Dec
15
French Labour Law: Employees, executives, seniors executives: 4 tips to avoid the capping of compensation for unfair dismissal implemented by the Macron ordinance

Macron Ordinance N°. 2017-1387 of September 22nd, 2017 on the predictability and securing of employment relationship, provides for a capping on compensation for unfair dismissal with a minimum scale (Barème minimum) and a maximum scal (Barème maximum).

In our brief of September 5th, 2017 titled "What Changes for employees with Capping of compensation for unfair dismissal", we analyzed the changes to the ceilings on the severance pay system.

https://www.legavox.fr/blog/frederic-chhum-avocats/macron-ordinances-wha...

The capping (plafonnement) of the Macron ordinance will inevitably weaken and contributed to the precarious of employees in companies because compensation for unfair dismissal will be priced and it will no longer be dissuasive, especially for employees under 5 years seniority.

  • Take for example an employee who has 2 years’seniority in a company with more than 10 employees and whose dismissal is without cause (unfair dismissal).
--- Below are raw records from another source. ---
//! Schema bootstrap for the item collection

use sqlx::PgPool;

use crate::Result;

/// Create the item collection (one JSONB document per row) if it doesn't exist
pub async fn run(pool: &PgPool) -> Result<()> {
    tracing::info!("Running item store migrations...");

    // `seq` gives the collection a stable insertion order
    sqlx::query(
        r#"
        CREATE TABLE IF NOT EXISTS second_chance_items (
            seq BIGSERIAL PRIMARY KEY,
            doc JSONB NOT NULL
        )
        "#,
    )
    .execute(pool)
    .await?;

    sqlx::query(
        r#"
        CREATE INDEX IF NOT EXISTS idx_second_chance_items_id
        ON second_chance_items ((doc->>'id'))
        "#,
    )
    .execute(pool)
    .await?;

    tracing::info!("Item store migrations complete");
    Ok(())
}
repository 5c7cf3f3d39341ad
//! Route handlers organized by resource

pub mod health;
pub mod items;
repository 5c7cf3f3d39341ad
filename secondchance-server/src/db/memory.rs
//! In-memory item store
//!
//! Same semantics as the Postgres store, held in a `Vec` behind an RwLock.
//! Used by tests and by `serve --in-memory`.

use async_trait::async_trait;
use tokio::sync::RwLock;

use super::store::ItemStore;
use crate::error::ItemError;
use crate::models::Item;

#[derive(Default)]
pub struct MemoryItemStore {
    items: RwLock<Vec<Item>>,
}

impl MemoryItemStore {
    pub fn new() -> Self {
        Self::default()
    }

    pub fn with_items(items: Vec<Item>) -> Self {
        Self {
            items: RwLock::new(items),
        }
    }
}

#[async_trait]
impl ItemStore for MemoryItemStore {
    fn kind(&self) -> &'static str {
        "memory"
    }

    async fn ping(&self) -> Result<(), ItemError> {
        Ok(())
    }

    async fn list(&self) -> Result<Vec<Item>, ItemError> {
        Ok(self.items.read().await.clone())
    }

    async fn find_by_id(&self, id: &str) -> Result<Option<Item>, ItemError> {
        let items = self.items.read().await;
        Ok(items.iter().find(|item| item.id == id).cloned())
    }

    async fn max_id(&self) -> Result<Option<u64>, ItemError> {
        let items = self.items.read().await;
        Ok(items
            .iter()
            .filter(|item| !item.id.is_empty() && item.id.bytes().all(|b| b.is_ascii_digit()))
            .filter_map(|item| item.id.parse::<u64>().ok())
            .max())
    }

    async fn insert(&self, item: &Item) -> Result<(), ItemError> {
        self.items.write().await.push(item.clone());
        Ok(())
    }

    async fn replace(&self, item: &Item) -> Result<Option<Item>, ItemError> {
        let mut items = self.items.write().await;
        match items.iter_mut().find(|existing| existing.id == item.id) {
            Some(existing) => {
                *existing = item.clone();
                Ok(Some(existing.clone()))
            }
            None => Ok(None),
        }
    }

    async fn delete(&self, id: &str) -> Result<u64, ItemError> {
        let mut items = self.items.write().await;
        match items.iter().position(|item| item.id == id) {
            Some(index) => {
                items.remove(index);
                Ok(1)
            }
            None => Ok(0),
        }
    }
}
Whereas previously, this employee would have obtained a minimum compensation of 6 months of gross salary to labour courts, the dismissal compensation planned by the Macron Ordinances is now fixed at 3.5 months of salary, that is almost two times less.
  • Now take an employee who has 5 years’seniority in a company with more than 10 employees, he can now obtain, a maximum compensation of 6 months salary in case of unfair dismissal but will also be applied the minimum amount of 3 months' salary provided for in the scale.
  • Finally, take an employee who has 10 years’seniority in a company with more than 10 employees, he can obtain in the event of unfair dismissal, a compensation varying between the minimum amount of 3 months and a ceiling of 10 months salary.
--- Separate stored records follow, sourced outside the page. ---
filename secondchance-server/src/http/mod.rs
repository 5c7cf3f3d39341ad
//! HTTP server layer
//!
//! Axum server with:
//! - CORS (localhost only by default)
//! - Request tracing and a per-request timeout
//! - Static serving of uploaded images
//! - Graceful shutdown

pub mod error;
pub mod extractors;
pub mod routes;
pub mod server;

pub use error::ApiError;
pub use server::{build_router, run_server, AppState, ServerConfig, ServerError};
Having said that of these new rules, the purpose of this article is to present four simple tips to avoid the ceiling of the Macron ordinance and to secure your employment contract.

1) Tip n° 1: Negotiate a "golden parachute" in your employment contract and / or negociate longer contractual notice period

To negotiate a "golden parachute" is THE Council (almost) unstoppable

In practice, this advice is however intended for executives (cadres supérieurs) or senior managers (cadres dirigeants) who are most often granted such clauses.
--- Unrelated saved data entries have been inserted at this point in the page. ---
impl Default for Client {
    fn default() -> Self {
        Self::new()
    }
}

/// Path of the binary to place: the download itself, the decompressed file
/// for a plain `.gz`, or the executable found after extracting an archive
/// next to the download.
fn unpack(
    tool: &ToolDescriptor,
    artifact: &ResolvedArtifact,
    downloaded: &DownloadResult,
) -> Result<PathBuf> {
    if !artifact.kind.is_archive() {
        return Ok(downloaded.path.clone());
    }

    let dir = downloaded.dir().join("extracted");
    let written = archive::extract(artifact.kind, &downloaded.path, &dir, tool.flat)?;

    // A gzip stream holds exactly one file, whatever it is called
    if artifact.kind == ArchiveKind::Gzip {
        return written.into_iter().next().ok_or_else(|| {
            Error::Archive(format!("{} decompressed to nothing", artifact.file_name))
        });
    }

    install::find_binary(&dir, tool.binary_name()).ok_or_else(|| {
        Error::Archive(format!(
            "{} not found in {}",
            tool.binary_name(),
            artifact.file_name
        ))
    })
}

fn same_dir(a: &Path, b: &Path) -> bool {
    match (a.canonicalize(), b.canonicalize()) {
        (Ok(a), Ok(b)) => a == b,
        _ => a == b,
    }
}

#[cfg(test)]
mod tests {
    use super::*;
    use crate::backend::Redirect;
    use crate::template::{Binding, Condition, Template};
    use flate2::Compression;
    use flate2::write::GzEncoder;
    use std::fs;
    use std::io::Write;
    use tempfile::TempDir;

    const FAAS_DARWIN: &str =
        "https://github.com/openfaas/faas-cli/releases/download/0.16.36/faas-cli-darwin";

    fn targz(path: &str, content: &[u8], mode: u32) -> Vec<u8> {
        let mut builder = tar::Builder::new(GzEncoder::new(Vec::new(), Compression::default()));
        let mut header = tar::Header::new_gnu();
        header.set_path(path).unwrap();
        header.set_size(content.len() as u64);
        header.set_mode(mode);
        header.set_cksum();
        builder.append(&header, content).unwrap();
        builder.into_inner().unwrap().finish().unwrap()
    }

    fn options(temp: &TempDir) -> InstallOptions {
        InstallOptions::new()
            .os("linux")
            .arch("x86_64")
            .install_dir(temp.path().join("bin"))
            .stash(false)
    }

    #[test]
    fn test_client_creation() {
        let client = Client::new();
        assert!(client.catalog().contains("kubectl"));
    }

    #[test]
    fn test_client_default() {
        let client = Client::default();
        assert!(!client.catalog().is_empty());
    }

    #[test]
    fn test_unknown_tool() {
        let client = Client::with_backend(Box::new(MockBackend::new()));
        let err = client.install("kubctl", &InstallOptions::default()).unwrap_err();
        assert!(matches!(err, Error::UnknownTool { .. }));
    }

    #[test]
    fn test_resolve_artifact_faas_cli_darwin() {
        let client = Client::with_backend(Box::new(MockBackend::new()));
        let tool = client.tool("faas-cli").unwrap();
        let options = InstallOptions::new().version("0.16.36").os("darwin").arch("x86_64");

        let artifact = client.resolve_artifact(tool, &options).unwrap();
        assert_eq!(artifact.url, FAAS_DARWIN);
    }

    #[test]
    fn test_install_bare_binary() {
        let temp = TempDir::new().unwrap();
        let mock = MockBackend::new().with_file(FAAS_DARWIN, b"faas".to_vec());
        let client = Client::with_backend(Box::new(mock));

        let options = InstallOptions::new()
            .version("0.16.36")
            .os("darwin")
            .arch("x86_64")
            .install_dir(temp.path().join("bin"))
            .stash_dir(temp.path().join("stash"));
        let result = client.install("faas-cli", &options).unwrap();

        assert_eq!(result.path, temp.path().join("bin/faas-cli"));
        assert_eq!(fs::read(&result.path).unwrap(), b"faas");
        assert_eq!(result.stash_path, Some(temp.path().join("stash/faas-cli")));
        assert_eq!(result.size, 4);
    }

    #[test]
    fn test_install_resolves_latest_and_extracts() {
        let temp = TempDir::new().unwrap();
        let url = "https://get.helm.sh/helm-v3.15.2-linux-amd64.tar.gz";
        let mock = MockBackend::new()
            .with_redirect(
                "https://github.com/helm/helm/releases/latest",
                "https://github.com/helm/helm/releases/tag/v3.15.2",
            )
            .with_file(url, targz("linux-amd64/helm", b"helm-binary", 0o755));
        let client = Client::with_backend(Box::new(mock));

        let result = client.install("helm", &options(&temp)).unwrap();
        assert_eq!(result.version, "v3.15.2");
        assert_eq!(result.url, url);
        assert_eq!(fs::read(temp.path().join("bin/helm")).unwrap(), b"helm-binary");
        assert!(result.stash_path.is_none());
    }

    #[test]
    fn test_install_archive_without_binary() {
        let temp = TempDir::new().unwrap();
        let url = "https://get.helm.sh/helm-v3.15.2-linux-amd64.tar.gz";
        let mock = MockBackend::new().with_file(url, targz("linux-amd64/README.md", b"docs", 0o644));
        let client = Client::with_backend(Box::new(mock));

        let mut opts = options(&temp);
        opts.version = Some("v3.15.2".to_string());
        let err = client.install("helm", &opts).unwrap_err();
        assert!(matches!(err, Error::Archive(_)));
    }

    #[test]
    fn test_failing_resolver_never_downloads() {
        let temp = TempDir::new().unwrap();
        let mock = MockBackend::new().with_status(
            "https://github.com/kubernetes-sigs/kind/releases/latest",
            Redirect {
                status: 200,
                location: None,
            },
        );
        let recorder = mock.clone();
        let client = Client::with_backend(Box::new(mock));

        let err = client.install("kind", &options(&temp)).unwrap_err();
        assert!(matches!(err, Error::Resolution { status: Some(200), .. }));
        assert_eq!(
            recorder.requests(),
            vec!["HEAD https://github.com/kubernetes-sigs/kind/releases/latest"]
        );
        assert!(!temp.path().join("bin").exists());
    }

    #[test]
    fn test_download_404_is_not_found() {
        let temp = TempDir::new().unwrap();
        let client = Client::with_backend(Box::new(MockBackend::new()));

        let mut opts = options(&temp);
        opts.version = Some("v0.23.0".to_string());
        let err = client.install("kind", &opts).unwrap_err();
        assert!(matches!(err, Error::DownloadNotFound { .. }));
        assert!(err.is_not_found());
    }

    #[test]
    fn test_install_all_stops_on_unknown_before_downloading() {
        let temp = TempDir::new().unwrap();
        let mock = MockBackend::new();
        let recorder = mock.clone();
        let client = Client::with_backend(Box::new(mock));

        let err = client.install_all(&["kind", "nope"], &options(&temp)).unwrap_err();
        assert!(matches!(err, Error::UnknownTool { .. }));
        assert!(recorder.requests().is_empty());
    }

    #[test]
    fn test_install_all_sequential() {
        let temp = TempDir::new().unwrap();
        let catalog = Catalog::builder()
            .tool(
                ToolDescriptor::new("one", "acme", "one")
                    .version("1.0.0")
                    .url_template(Template::new("https://example.com/{version}/{name}")),
            )
            .tool(
                ToolDescriptor::new("two", "acme", "two")
                    .version("2.0.0")
                    .url_template(Template::new("https://example.com/{version}/{name}")),
            )
            .build()
            .unwrap();
        let mock = MockBackend::new()
            .with_file("https://example.com/1.0.0/one", b"1".to_vec())
            .with_file("https://example.com/2.0.0/two", b"2".to_vec());
        let recorder = mock.clone();
        let client = Client::with_catalog(catalog, Box::new(mock));

        let results = client.install_all(&["two", "one"], &options(&temp)).unwrap();
        assert_eq!(results.len(), 2);
        assert_eq!(results[0].tool, "two");
        assert_eq!(
            recorder.requests(),
            vec!["GET https://example.com/2.0.0/two", "GET https://example.com/1.0.0/one"]
        );
    }

    #[test]
    fn test_default_branch_end_to_end() {
        let temp = TempDir::new().unwrap();
        let url = "https://github.com/openfaas/faas-cli/releases/download/0.16.36/faas-cli";
        let mock = MockBackend::new().with_file(url, b"x".to_vec());
        let client = Client::with_backend(Box::new(mock));

        let opts = options(&temp).version("0.16.36").arch("riscv64");
        let result = client.install("faas-cli", &opts).unwrap();
        assert_eq!(result.url, url);
    }

    #[test]
    fn test_windows_binary_gets_exe() {
        let temp = TempDir::new().unwrap();
        let catalog = Catalog::builder()
            .tool(
                ToolDescriptor::new("tool", "acme", "tool")
                    .version("v1")
                    .no_extension(true)
                    .binary_template(
                        Template::new("{name}{exe}")
                            .bind(Binding::new("exe").when(Condition::has_prefix("os", "ming"), ".exe")),
                    ),
            )
            .build()
            .unwrap();
        let url = "https://github.com/acme/tool/releases/download/v1/tool.exe";
        let mock = MockBackend::new().with_file(url, b"MZ".to_vec());
        let client = Client::with_catalog(catalog, Box::new(mock));

        let opts = options(&temp).os("mingw64_nt-10.0");
        let result = client.install("tool", &opts).unwrap();
        assert_eq!(result.path, temp.path().join("bin/tool.exe"));
    }

    #[test]
    fn test_stash_skipped_when_installing_into_stash() {
        let temp = TempDir::new().unwrap();
        let mock = MockBackend::new().with_file(FAAS_DARWIN, b"faas".to_vec());
        let client = Client::with_backend(Box::new(mock));

        let opts = InstallOptions::new()
            .version("0.16.36")
            .os("darwin")
            .arch("x86_64")
            .install_dir(temp.path())
            .stash_dir(temp.path());
        let result = client.install("faas-cli", &opts).unwrap();
        assert!(result.stash_path.is_none());
    }

    #[test]
    fn test_self_update_replaces_target() {
        let temp = TempDir::new().unwrap();
        let target = temp.path().join("getkit");
        fs::write(&target, b"old").unwrap();

        let url = "https://github.com/getkit/getkit/releases/download/0.2.0/getkit";
        let mock = MockBackend::new()
            .with_redirect(
                "https://github.com/getkit/getkit/releases/latest",
                "https://github.com/getkit/getkit/releases/tag/0.2.0",
            )
            .with_file(url, b"new".to_vec());
        let client = Client::with_backend(Box::new(mock));

        let opts = InstallOptions::new().os("linux").arch("x86_64");
        let result = client.self_update_at(&opts, &target).unwrap();
        assert_eq!(result.version, "0.2.0");
        assert_eq!(fs::read(&target).unwrap(), b"new");
    }

    fn single_tool(tool: ToolDescriptor) -> Catalog {
        Catalog::builder().tool(tool).build().unwrap()
    }

    #[test]
    fn test_install_gzip_binary() {
        let temp = TempDir::new().unwrap();
        let tool = ToolDescriptor::new("tool", "acme", "tool")
            .version("v1.0.0")
            .binary_template(Template::new("{name}-linux-amd64.gz"));
        let url = "https://github.com/acme/tool/releases/download/v1.0.0/tool-linux-amd64.gz";

        let mut body = GzEncoder::new(Vec::new(), Compression::default());
        body.write_all(b"ELF-tool").unwrap();
        let mock = MockBackend::new().with_file(url, body.finish().unwrap());
        let client = Client::with_catalog(single_tool(tool), Box::new(mock));

        let result = client.install("tool", &options(&temp)).unwrap();
        assert_eq!(result.path, temp.path().join("bin/tool"));
        assert_eq!(fs::read(&result.path).unwrap(), b"ELF-tool");
    }

    /// Tarball with the binary plus a link pointing out of the archive.
    fn targz_with_outside_link() -> Vec<u8> {
        let mut builder = tar::Builder::new(GzEncoder::new(Vec::new(), Compression::default()));

        let mut header = tar::Header::new_gnu();
        header.set_path("tool-1.0/bin/tool").unwrap();
        header.set_size(4);
        header.set_mode(0o755);
        header.set_cksum();
        builder.append(&header, &b"tool"[..]).unwrap();

        let mut link = tar::Header::new_gnu();
        link.set_entry_type(tar::EntryType::Symlink);
        link.set_path("tool-1.0/share").unwrap();
        link.set_link_name("../../../usr/share").unwrap();
        link.set_size(0);
        link.set_cksum();
        builder.append(&link, std::io::empty()).unwrap();

        builder.into_inner().unwrap().finish().unwrap()
    }

    fn tarball_tool(flat: bool) -> ToolDescriptor {
        ToolDescriptor::new("tool", "acme", "tool")
            .version("v1.0.0")
            .flat(flat)
            .binary_template(Template::new("{name}-linux-amd64.tar.gz"))
    }

    #[test]
    fn test_flat_tool_skips_links_and_installs() {
        let temp = TempDir::new().unwrap();
        let url = "https://github.com/acme/tool/releases/download/v1.0.0/tool-linux-amd64.tar.gz";
        let mock = MockBackend::new().with_file(url, targz_with_outside_link());
        let client = Client::with_catalog(single_tool(tarball_tool(true)), Box::new(mock));

        let result = client.install("tool", &options(&temp)).unwrap();
        assert_eq!(fs::read(result.path).unwrap(), b"tool");
    }

    #[test]
    fn test_nested_tool_rejects_outside_link() {
        let temp = TempDir::new().unwrap();
        let url = "https://github.com/acme/tool/releases/download/v1.0.0/tool-linux-amd64.tar.gz";
        let mock = MockBackend::new().with_file(url, targz_with_outside_link());
        let client = Client::with_catalog(single_tool(tarball_tool(false)), Box::new(mock));

        let err = client.install("tool", &options(&temp)).unwrap_err();
        assert!(matches!(err, Error::UnsafePath { .. }));
        assert!(!temp.path().join("bin").exists());
    }

    #[test]
    fn test_macos_override_uses_darwin_artifact() {
        let client = Client::with_backend(Box::new(MockBackend::new()));
        let tool = client.tool("faas-cli").unwrap();
        let options = InstallOptions::new().version("0.16.36").os("macOS").arch("x86_64");

        let artifact = client.resolve_artifact(tool, &options).unwrap();
        assert_eq!(artifact.url, FAAS_DARWIN);
    }

    #[test]
    fn test_corrupt_archive_places_nothing() {
        let temp = TempDir::new().unwrap();
        let url = "https://get.helm.sh/helm-v3.15.2-linux-amd64.tar.gz";
        let mut corrupt = GzEncoder::new(Vec::new(), Compression::default());
        corrupt.write_all(b"not a tarball at all").unwrap();
        let mock = MockBackend::new().with_file(url, corrupt.finish().unwrap());
        let client = Client::with_backend(Box::new(mock));

        let mut opts = options(&temp);
        opts.version = Some("v3.15.2".to_string());
        assert!(client.install("helm", &opts).is_err());
        assert!(!temp.path().join("bin").exists());
    }
}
However, any employee may attempt to negotiate a "golden parachute" with his new employer or current employer.

The "golden parachute" or contractual compensation allows to avoid the Macron scale (Barème) provided for by ordinances.

It consists in providing, in advance and contractually, the amount of compensation that will be due in the event of dismissal instead of legal or contractual compensation.

This contractual compensation is in addition to the possible compensation for unfair dismissal of Macron ordinances.

It can be negotiated freely and therefore be much higher than the scale.

However, it should be noted that these "golden parachutes" are penal clauses (clauses pénales) and as such, the compensation provided can be reduced to court, if the judge considers them excessive.

Even if today, this kind of clause is rather reserved for the executives, any employee whose know-how is sought, as it is dismissed by his employer, can negotiate a "golden parachute" in order to avoid the Macron scale and thus dissuade his employer from dismissing him.

Example of "golden parachute" clause to insert in your employment contract: "In the event of dismissal or termination of the employment contract at the initiative of the employer, the employee will receive a contractual dismissal compensation of 6 or [12] or [18] or [24] months of gross salary which adds to the conventional dismissal compensation of the collective agreement applicable to the contract. "

Another possibility to increase the compensation due in the event of a break-up is the negotiation of a longer contractual notice (préavis) than that provided by the applicable collective agreement or the law.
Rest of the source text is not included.